AKRON, Ohio — The NASA Launch Team of St. Vincent-St. Mary High School in Akron placed second in the 2022 NASA National Student Launch Competition, one of seven Artemis Student challenges, according to a news release from the school.

St. Vincent-St. Mary took home two awards — second place in the Altitude Award, which is given to the team that comes closest to the declared target altitude on the competition launch, and third place for the Judge’s Choice Award, which is given to the team with the best combination of payload innovation, vehicle design, construction and public engagement.

The 9-month challenge, managed by NASA’s Marshall Space Flight Center in Huntsville, Alabama, is designed to provide students with a realistic experience to follow the engineering design process NASA and industry engineers use when developing new hardware used in space missions.

The St. Vincent-St. Mary team was comprised of 15 students total, five seniors, two juniors, three sophomores and five freshmen. The student-led team was required to design, build, test and fly a payload and high-powered amateur rocket to an altitude between 3,500 and 5,500 feet. Throughout the process of developing the rocket, the teams had to meet multiple documentation and presentation milestones with NASA experts.

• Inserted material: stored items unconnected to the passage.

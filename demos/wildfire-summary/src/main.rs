use std::fs;
use std::path::{Path, PathBuf};

use anyhow::Context;
use clap::Parser;
use firesight_charts::{ChartPipeline, PipelineConfig};
use firesight_common::{Record, RecordSet};
use indexmap::IndexMap;
use tracing::info;
use tracing_subscriber::{fmt, prelude::*, EnvFilter};

/// Summarize a wildfire incident CSV into chart data and print it as JSON
#[derive(Parser)]
#[command(author, version, about, long_about = None)]
struct Cli {
    /// Path to the incident CSV file
    csv_path: PathBuf,

    /// Optional JSON pipeline config
    #[arg(short, long)]
    config: Option<PathBuf>,

    /// Restrict the scatter plot to a single year
    #[arg(short, long)]
    year: Option<String>,
}

fn main() -> anyhow::Result<()> {
    tracing_subscriber::registry()
        .with(fmt::layer().with_writer(std::io::stderr))
        .with(EnvFilter::from_default_env())
        .init();

    let cli = Cli::parse();

    let config = match &cli.config {
        Some(path) => {
            let json = fs::read_to_string(path)
                .with_context(|| format!("Failed to read config {}", path.display()))?;
            PipelineConfig::from_json_str(&json)?
        }
        None => PipelineConfig::default(),
    };

    let records = read_records(&cli.csv_path)?;
    info!(records = records.len(), "loaded incidents");

    let pipeline = ChartPipeline::new(config);
    let charts = pipeline.build_all(&records);
    let mut output = charts.to_json()?;
    if let Some(year) = &cli.year {
        output["scatter_plot"] = serde_json::json!({
            "data": pipeline.scatter_plot(&records, Some(year)),
        });
    }

    println!("{}", serde_json::to_string_pretty(&output)?);
    Ok(())
}

/// Reads every row of a headed CSV file. Empty cells become missing fields.
fn read_records(path: &Path) -> anyhow::Result<RecordSet> {
    let mut reader = csv::ReaderBuilder::new()
        .flexible(true)
        .from_path(path)
        .with_context(|| format!("Failed to open {}", path.display()))?;
    let headers = reader.headers()?.clone();

    let mut records = Vec::new();
    for row in reader.records() {
        let row = row.context("Failed to read CSV record")?;
        let fields: IndexMap<String, Option<String>> = headers
            .iter()
            .zip(row.iter())
            .map(|(name, cell)| {
                let value = (!cell.is_empty()).then(|| cell.to_string());
                (name.to_string(), value)
            })
            .collect();
        records.push(Record::new(fields));
    }
    Ok(RecordSet::from(records))
}
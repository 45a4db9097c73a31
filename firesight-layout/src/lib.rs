pub mod error;
pub mod measurement;
pub mod rtree;
pub mod spiral;
pub mod word_cloud;

pub use error::LayoutError;
pub use word_cloud::{layout, PlacedWord, WordLayout, WordLayoutConfig, WordLayoutEngine};
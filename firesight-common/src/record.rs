use indexmap::IndexMap;
use serde::{Deserialize, Serialize};
use std::ops::Deref;
use std::sync::Arc;

use crate::value::CoercedValue;

/// A single ingested row: field name to raw string value.
///
/// A field may be missing entirely or present with a null value; both read as
/// absent. Records are never mutated after ingestion.
#[derive(Debug, Default, Clone, PartialEq, Serialize, Deserialize)]
#[serde(transparent)]
pub struct Record {
    fields: IndexMap<String, Option<String>>,
}

impl Record {
    pub fn new(fields: IndexMap<String, Option<String>>) -> Self {
        Self { fields }
    }

    /// Returns the raw value of a field, or `None` when it is missing or null
    pub fn raw(&self, field: &str) -> Option<&str> {
        self.fields.get(field).and_then(|v| v.as_deref())
    }

    /// Returns the raw value used as a grouping key. Absent keys group under `""`.
    pub fn key(&self, field: &str) -> &str {
        self.raw(field).unwrap_or("")
    }

    pub fn number(&self, field: &str) -> CoercedValue {
        CoercedValue::parse(self.raw(field))
    }
}

impl<K, V> FromIterator<(K, V)> for Record
where
    K: Into<String>,
    V: Into<String>,
{
    fn from_iter<I: IntoIterator<Item = (K, V)>>(iter: I) -> Self {
        Self {
            fields: iter
                .into_iter()
                .map(|(k, v)| (k.into(), Some(v.into())))
                .collect(),
        }
    }
}

/// The full, ordered set of records the pipeline runs over.
///
/// A reload builds a new `RecordSet`; there is no way to mutate one in place.
/// Clones share the same backing storage.
#[derive(Debug, Default, Clone, PartialEq)]
pub struct RecordSet {
    records: Arc<Vec<Record>>,
}

impl RecordSet {
    pub fn new(records: Vec<Record>) -> Self {
        Self {
            records: Arc::new(records),
        }
    }

    pub fn records(&self) -> &[Record] {
        self.records.as_slice()
    }
}

impl Deref for RecordSet {
    type Target = [Record];

    fn deref(&self) -> &Self::Target {
        self.records.as_slice()
    }
}

impl From<Vec<Record>> for RecordSet {
    fn from(records: Vec<Record>) -> Self {
        Self::new(records)
    }
}

impl FromIterator<Record> for RecordSet {
    fn from_iter<I: IntoIterator<Item = Record>>(iter: I) -> Self {
        Self::new(iter.into_iter().collect())
    }
}
use itertools::{Itertools, MinMaxResult};
use ordered_float::OrderedFloat;
use serde::Serialize;

use crate::error::StatsError;

/// Best-fit line `y = slope * x + intercept`.
#[derive(Debug, Clone, Copy, PartialEq, Serialize)]
pub struct RegressionResult {
    pub slope: f64,
    pub intercept: f64,
}

impl RegressionResult {
    pub fn predict(&self, x: f64) -> f64 {
        self.slope * x + self.intercept
    }

    /// The fitted line evaluated at the smallest and largest observed `x`.
    ///
    /// Returns `None` for an empty sample.
    pub fn segment(&self, pairs: &[(f64, f64)]) -> Option<[(f64, f64); 2]> {
        let (x_min, x_max) = match pairs.iter().map(|(x, _)| OrderedFloat(*x)).minmax() {
            MinMaxResult::NoElements => return None,
            MinMaxResult::OneElement(x) => (x.into_inner(), x.into_inner()),
            MinMaxResult::MinMax(lo, hi) => (lo.into_inner(), hi.into_inner()),
        };
        Some([(x_min, self.predict(x_min)), (x_max, self.predict(x_max))])
    }
}

/// Ordinary least squares over `(x, y)` pairs.
///
/// Pairs must already exclude records with an absent predictor or response.
/// A sample whose `x` values are all equal has no defined slope and yields
/// [`StatsError::DegenerateRegression`].
pub fn fit(pairs: &[(f64, f64)]) -> Result<RegressionResult, StatsError> {
    if pairs.is_empty() {
        return Err(StatsError::EmptySample);
    }
    // Equal x values may not average back to themselves exactly.
    let x0 = pairs[0].0;
    if pairs.iter().all(|(x, _)| *x == x0) {
        return Err(StatsError::DegenerateRegression);
    }

    let n = pairs.len() as f64;
    let x_mean = pairs.iter().map(|(x, _)| x).sum::<f64>() / n;
    let y_mean = pairs.iter().map(|(_, y)| y).sum::<f64>() / n;

    let (numerator, denominator) = pairs.iter().fold((0.0, 0.0), |(num, den), (x, y)| {
        let dx = x - x_mean;
        (num + dx * (y - y_mean), den + dx * dx)
    });

    if denominator == 0.0 {
        return Err(StatsError::DegenerateRegression);
    }

    let slope = numerator / denominator;
    Ok(RegressionResult {
        slope,
        intercept: y_mean - slope * x_mean,
    })
}

/// Parallel-array form of [`fit`]
pub fn fit_xy(xs: &[f64], ys: &[f64]) -> Result<RegressionResult, StatsError> {
    if xs.len() != ys.len() {
        return Err(StatsError::LengthMismatch {
            x_len: xs.len(),
            y_len: ys.len(),
        });
    }
    let pairs: Vec<_> = xs.iter().copied().zip(ys.iter().copied()).collect();
    fit(&pairs)
}
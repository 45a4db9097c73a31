#[derive(Debug, Clone, PartialEq, thiserror::Error)]
pub enum StatsError {
    #[error("Empty sample")]
    EmptySample,

    #[error("Degenerate regression: predictor has zero variance")]
    DegenerateRegression,

    #[error("Predictor length ({x_len}) does not match response length ({y_len})")]
    LengthMismatch { x_len: usize, y_len: usize },
}
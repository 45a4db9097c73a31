use firesight_common::Record;
use indexmap::IndexMap;
use ordered_float::OrderedFloat;
use serde::Serialize;
use std::cmp::Reverse;

/// The reduced value of one group of records.
#[derive(Debug, Clone, PartialEq, Serialize)]
pub struct GroupSummary {
    /// Raw key field value shared by the group. Absent keys use `""`.
    pub key: String,
    /// Sum of the coerced measure, with absent measures contributing 0
    pub total: f64,
    /// Number of member records, including those whose measure is absent
    pub count: usize,
}

/// Groups records by the raw value of `key_field` and sums `measure_field` per group.
///
/// Groups are returned in order of first occurrence. Records with an absent key
/// are kept under the empty-string key; callers filter it out for display.
pub fn aggregate(records: &[Record], key_field: &str, measure_field: &str) -> Vec<GroupSummary> {
    let mut groups: IndexMap<&str, (f64, usize)> = IndexMap::new();
    for record in records {
        let entry = groups.entry(record.key(key_field)).or_insert((0.0, 0));
        entry.0 += record.number(measure_field).or_zero();
        entry.1 += 1;
    }
    groups
        .into_iter()
        .map(|(key, (total, count))| GroupSummary {
            key: key.to_string(),
            total,
            count,
        })
        .collect()
}

/// Counts member records per raw value of `key_field`, in first-seen order.
///
/// `total` carries the same value as `count` so frequency groups can feed any
/// consumer of [`GroupSummary`] totals.
pub fn count_by(records: &[Record], key_field: &str) -> Vec<GroupSummary> {
    let mut counts: IndexMap<&str, usize> = IndexMap::new();
    for record in records {
        *counts.entry(record.key(key_field)).or_default() += 1;
    }
    counts
        .into_iter()
        .map(|(key, count)| GroupSummary {
            key: key.to_string(),
            total: count as f64,
            count,
        })
        .collect()
}

pub fn sort_by_key(groups: &mut [GroupSummary]) {
    groups.sort_by(|a, b| a.key.cmp(&b.key));
}

/// Sorts by descending total. Ties keep their existing relative order.
pub fn sort_by_total_desc(groups: &mut [GroupSummary]) {
    groups.sort_by_key(|g| Reverse(OrderedFloat(g.total)));
}

/// Largest group total, or `None` for no groups
pub fn max_total(groups: &[GroupSummary]) -> Option<f64> {
    groups
        .iter()
        .map(|g| OrderedFloat(g.total))
        .max()
        .map(|v| v.into_inner())
}

/// Drops the group collecting records with an absent key
pub fn without_empty_key(groups: Vec<GroupSummary>) -> Vec<GroupSummary> {
    groups.into_iter().filter(|g| !g.key.is_empty()).collect()
}
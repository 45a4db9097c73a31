use ordered_float::OrderedFloat;
use serde::Serialize;

use crate::error::StatsError;

/// Min, quartiles and max of a non-empty numeric sample.
#[derive(Debug, Clone, Copy, PartialEq, Serialize)]
pub struct FiveNumberSummary {
    pub min: f64,
    pub q1: f64,
    pub median: f64,
    pub q3: f64,
    pub max: f64,
}

impl FiveNumberSummary {
    /// Interquartile range
    pub fn iqr(&self) -> f64 {
        self.q3 - self.q1
    }
}

/// Computes the five-number summary of `values`.
///
/// Quartiles use linear interpolation between order statistics (R-7). The
/// sample is expected to be filtered by the caller already; this function does
/// not drop zeros or negatives.
pub fn summarize(values: &[f64]) -> Result<FiveNumberSummary, StatsError> {
    if values.is_empty() {
        return Err(StatsError::EmptySample);
    }

    let mut sorted = values.to_vec();
    sorted.sort_by_key(|v| OrderedFloat(*v));

    let quantile = |p| quantile_sorted(&sorted, p).ok_or(StatsError::EmptySample);
    Ok(FiveNumberSummary {
        min: sorted[0],
        q1: quantile(0.25)?,
        median: quantile(0.5)?,
        q3: quantile(0.75)?,
        max: sorted[sorted.len() - 1],
    })
}

/// The `p`-quantile of an ascending sample.
///
/// Computes `h = (n - 1) * p` and interpolates between the elements at
/// `floor(h)` and `ceil(h)`. Returns `None` for an empty sample or `p` outside
/// `[0, 1]`.
pub fn quantile_sorted(sorted: &[f64], p: f64) -> Option<f64> {
    let n = sorted.len();
    if n == 0 || !(0.0..=1.0).contains(&p) {
        return None;
    }

    let h = (n - 1) as f64 * p;
    let lo = h.floor() as usize;
    let hi = h.ceil() as usize;
    let frac = h - h.floor();
    Some(sorted[lo] + (sorted[hi] - sorted[lo]) * frac)
}
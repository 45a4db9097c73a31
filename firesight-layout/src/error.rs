use thiserror::Error;

#[derive(Error, Debug, Clone, PartialEq)]
pub enum LayoutError {
    #[error("Canvas must have a finite, positive size, got {width}x{height}")]
    InvalidCanvas { width: f32, height: f32 },
}
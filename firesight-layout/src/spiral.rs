/// Offsets along an archimedean spiral around the origin.
///
/// Step `i` sits at `t = 0.1 * i * direction` and yields `(e * t * cos t, t * sin t)`,
/// where `e` is the canvas aspect ratio, so the spiral fills wide canvases
/// horizontally before vertically. The first offset is always `(0, 0)`.
#[derive(Debug, Clone)]
pub struct ArchimedeanSpiral {
    aspect: f32,
    direction: f32,
    step: usize,
}

impl ArchimedeanSpiral {
    const STEP_ANGLE: f32 = 0.1;

    pub fn new(width: f32, height: f32, clockwise: bool) -> Self {
        Self {
            aspect: width / height,
            direction: if clockwise { 1.0 } else { -1.0 },
            step: 0,
        }
    }
}

impl Iterator for ArchimedeanSpiral {
    type Item = [f32; 2];

    fn next(&mut self) -> Option<Self::Item> {
        let t = self.step as f32 * Self::STEP_ANGLE * self.direction;
        self.step += 1;
        Some([self.aspect * t * t.cos(), t * t.sin()])
    }
}
/// Core trait for sizing a word's box before placement
pub trait TextMeasurer: Send + Sync {
    /// Measures the bounding dimensions for a text string with given configuration
    fn measure_text_bounds(&self, config: &TextMeasurementConfig) -> TextBounds;
}

/// Configuration needed for text measurement
#[derive(Debug, Clone)]
pub struct TextMeasurementConfig<'a> {
    /// The text string to measure
    pub text: &'a str,
    /// Font size in layout units
    pub font_size: f32,
}

/// Unrotated extent of a measured string
#[derive(Debug, Clone, Copy, PartialEq)]
pub struct TextBounds {
    pub width: f32,
    pub height: f32,
}

impl TextBounds {
    /// Swaps width and height for a quarter turn
    pub fn rotated(self, quarter_turn: bool) -> Self {
        if quarter_turn {
            Self {
                width: self.height,
                height: self.width,
            }
        } else {
            self
        }
    }
}

/// Font-free measurer that assumes every character has the same advance.
///
/// Width is `chars * font_size * char_width_ratio` and height is the font size.
#[derive(Debug, Clone, Copy)]
pub struct EstimatedTextMeasurer {
    pub char_width_ratio: f32,
}

impl Default for EstimatedTextMeasurer {
    fn default() -> Self {
        Self {
            char_width_ratio: 0.6,
        }
    }
}

impl TextMeasurer for EstimatedTextMeasurer {
    fn measure_text_bounds(&self, config: &TextMeasurementConfig) -> TextBounds {
        let chars = config.text.chars().count() as f32;
        TextBounds {
            width: chars * config.font_size * self.char_width_ratio,
            height: config.font_size,
        }
    }
}

#[cfg(test)]
mod tests {
    use super::*;
    use float_cmp::assert_approx_eq;

    #[test]
    fn test_estimated_bounds() {
        let measurer = EstimatedTextMeasurer::default();
        let bounds = measurer.measure_text_bounds(&TextMeasurementConfig {
            text: "Napa",
            font_size: 20.0,
        });
        assert_approx_eq!(f32, bounds.width, 48.0);
        assert_approx_eq!(f32, bounds.height, 20.0);

        let rotated = bounds.rotated(true);
        assert_approx_eq!(f32, rotated.width, 20.0);
        assert_approx_eq!(f32, rotated.height, 48.0);
        assert_eq!(bounds.rotated(false), bounds);
    }

    #[test]
    fn test_counts_chars_not_bytes() {
        let measurer = EstimatedTextMeasurer {
            char_width_ratio: 1.0,
        };
        let bounds = measurer.measure_text_bounds(&TextMeasurementConfig {
            text: "Señora",
            font_size: 1.0,
        });
        assert_approx_eq!(f32, bounds.width, 6.0);
    }
}
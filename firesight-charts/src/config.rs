use firesight_layout::WordLayoutConfig;
use serde::{Deserialize, Serialize};

use crate::error::ChartError;

/// Column names read from each incident record
#[derive(Debug, Clone, PartialEq, Serialize, Deserialize)]
#[serde(default)]
pub struct FieldMapping {
    pub county: String,
    pub acres_burned: String,
    pub injuries: String,
    pub fatalities: String,
    pub personnel: String,
    pub year: String,
    pub incident_name: String,
}

impl Default for FieldMapping {
    fn default() -> Self {
        Self {
            county: "Counties".to_string(),
            acres_burned: "AcresBurned".to_string(),
            injuries: "Injuries".to_string(),
            fatalities: "Fatalities".to_string(),
            personnel: "PersonnelInvolved".to_string(),
            year: "Year".to_string(),
            incident_name: "IncidentName".to_string(),
        }
    }
}

#[derive(Debug, Clone, PartialEq, Serialize, Deserialize)]
#[serde(default)]
pub struct PipelineConfig {
    pub fields: FieldMapping,
    pub word_cloud: WordLayoutConfig,
    /// Hide the group of records without a county in the bar chart
    pub drop_empty_keys: bool,
}

impl Default for PipelineConfig {
    fn default() -> Self {
        Self {
            fields: FieldMapping::default(),
            word_cloud: WordLayoutConfig::default(),
            drop_empty_keys: true,
        }
    }
}

impl PipelineConfig {
    /// Parses a JSON config. Omitted keys keep their defaults.
    pub fn from_json_str(json: &str) -> Result<Self, ChartError> {
        serde_json::from_str(json).map_err(|err| ChartError::InvalidConfig(err.to_string()))
    }
}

STVM completed in the college/university division, where they tackled a new task that resembles NASA’s real-life mission, like Mars Curiosity Rover. They designed a payload capable of locating where their rocket landed by identifying the rocket’s grid position on an aerial image of the launch site while transmitting the data back to their ground station. This task, accomplished without the use a GPS, simulates a challenge faced by NASA mission managers—communications with spacecraft and payloads on distant planetary bodies.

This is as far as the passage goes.